Robert Bresson – « Les Dames du Bois de Boulogne » (1944)

Après Journal d’un curé de campagne, le distributeur Les Acacias sort en version restaurée le second film de Bresson, Les Dames du Bois de Boulogne (1944).

Hélène est délaissée par Jean, son amant. Elle décide alors de l’éprouver en lui faisant l’aveu qu’elle ne l’aime plus. Soulagé, ce dernier lui offre son amitié. Meurtrie,  Hélène se venge en parvenant à lui faire épouser une «grue», Agnès. 

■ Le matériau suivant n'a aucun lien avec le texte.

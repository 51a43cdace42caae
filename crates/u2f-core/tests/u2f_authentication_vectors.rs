//! U2F raw authentication response test vectors.
//!
//! The vectors were signed with an independent ECDSA P-256 implementation
//! over a fixed key, so they pin the signed-payload layout and counter byte
//! order against a second implementation.

use serde::Deserialize;
use yubikey_u2f_core::{AuthenticationResponse, Error, U2fVerifier, verify};

// Silence unused crate dependency warnings for test binary
use base64 as _;
use p256 as _;
use proptest as _;
use sha2 as _;
use thiserror as _;
use tracing as _;

#[derive(Deserialize)]
struct VectorFile {
    app_id: String,
    public_key: String,
    vectors: Vec<TestVector>,
}

#[derive(Deserialize)]
struct TestVector {
    name: String,
    client_data: String,
    response: String,
    expected: String,
}

fn load() -> VectorFile {
    let json_data = include_str!("u2f_authentication_vectors.json");
    serde_json::from_str(json_data).expect("Failed to parse test vectors JSON")
}

/// Runs decode, signature verification and the presence check in order and
/// names the first failure.
fn outcome(file: &VectorFile, public_key: &[u8], vector: &TestVector) -> &'static str {
    let result = AuthenticationResponse::decode(&vector.response).and_then(|response| {
        verify::verify(&response, &file.app_id, &vector.client_data, public_key)?;
        verify::check_user_presence(&response)
    });

    match result {
        Ok(()) => "ok",
        Err(Error::MalformedResponse(_)) => "malformed_response",
        Err(Error::SignatureInvalid(_)) => "signature_invalid",
        Err(Error::UserPresenceRequired(_)) => "user_presence_required",
        Err(Error::InvalidPublicKey(_)) => "invalid_public_key",
        Err(_) => "unexpected",
    }
}

#[test]
fn test_u2f_authentication_vectors() {
    let file = load();
    let public_key = hex::decode(&file.public_key).expect("Failed to decode public key hex");

    let mut passed = 0;
    let mut failed = 0;

    for vector in &file.vectors {
        let result = outcome(&file, &public_key, vector);

        if result == vector.expected {
            passed += 1;
        } else {
            failed += 1;
            eprintln!(
                "FAILED: {} - expected {}, got {}",
                vector.name, vector.expected, result
            );
        }
    }

    eprintln!("\nTest results: {passed} passed, {failed} failed");
    assert_eq!(failed, 0, "Some test vectors failed");
}

#[test]
fn test_vectors_through_bound_verifier() {
    let file = load();
    let public_key = hex::decode(&file.public_key).expect("Failed to decode public key hex");
    let verifier = U2fVerifier::new(&file.app_id, &public_key).expect("valid key");

    for vector in file.vectors.iter().filter(|v| v.expected == "ok") {
        let response = AuthenticationResponse::decode(&vector.response).expect("decodes");
        verifier
            .verify(&response, &vector.client_data)
            .unwrap_or_else(|err| panic!("{}: {err}", vector.name));
    }
}

#[test]
fn test_vector_counters_decode_big_endian() {
    let file = load();
    let counters: Vec<(String, u32)> = file
        .vectors
        .iter()
        .filter(|v| v.expected == "ok")
        .map(|v| {
            let response = AuthenticationResponse::decode(&v.response).expect("decodes");
            (v.name.clone(), response.counter())
        })
        .collect();

    assert_eq!(
        counters,
        vec![
            ("valid_counter_one".to_string(), 1),
            ("valid_large_counter".to_string(), 16_777_216),
        ]
    );
}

Le scénario est une libre adaptation d’un chapitre du roman de Diderot, Jacques le fataliste, mais situé au XXe siècle. Madame de la Pommeray devient Hélène, le Marquis des Arcis Jean, Mlle d’Aisnon Agnès et Madame d’Aisnon Madame D. Nulle volonté du cinéaste d’actualiser le récit mais le désir de l’universaliser : Les Dames du Bois de Boulogne n’est pas celui de la mésalliance d’un bourgeois avec une «grue» mais la tragédie d’une vengeance amoureuse. Et parce que c’est un film de Bresson, la dimension sociale s’efface devant la dimension intérieure. 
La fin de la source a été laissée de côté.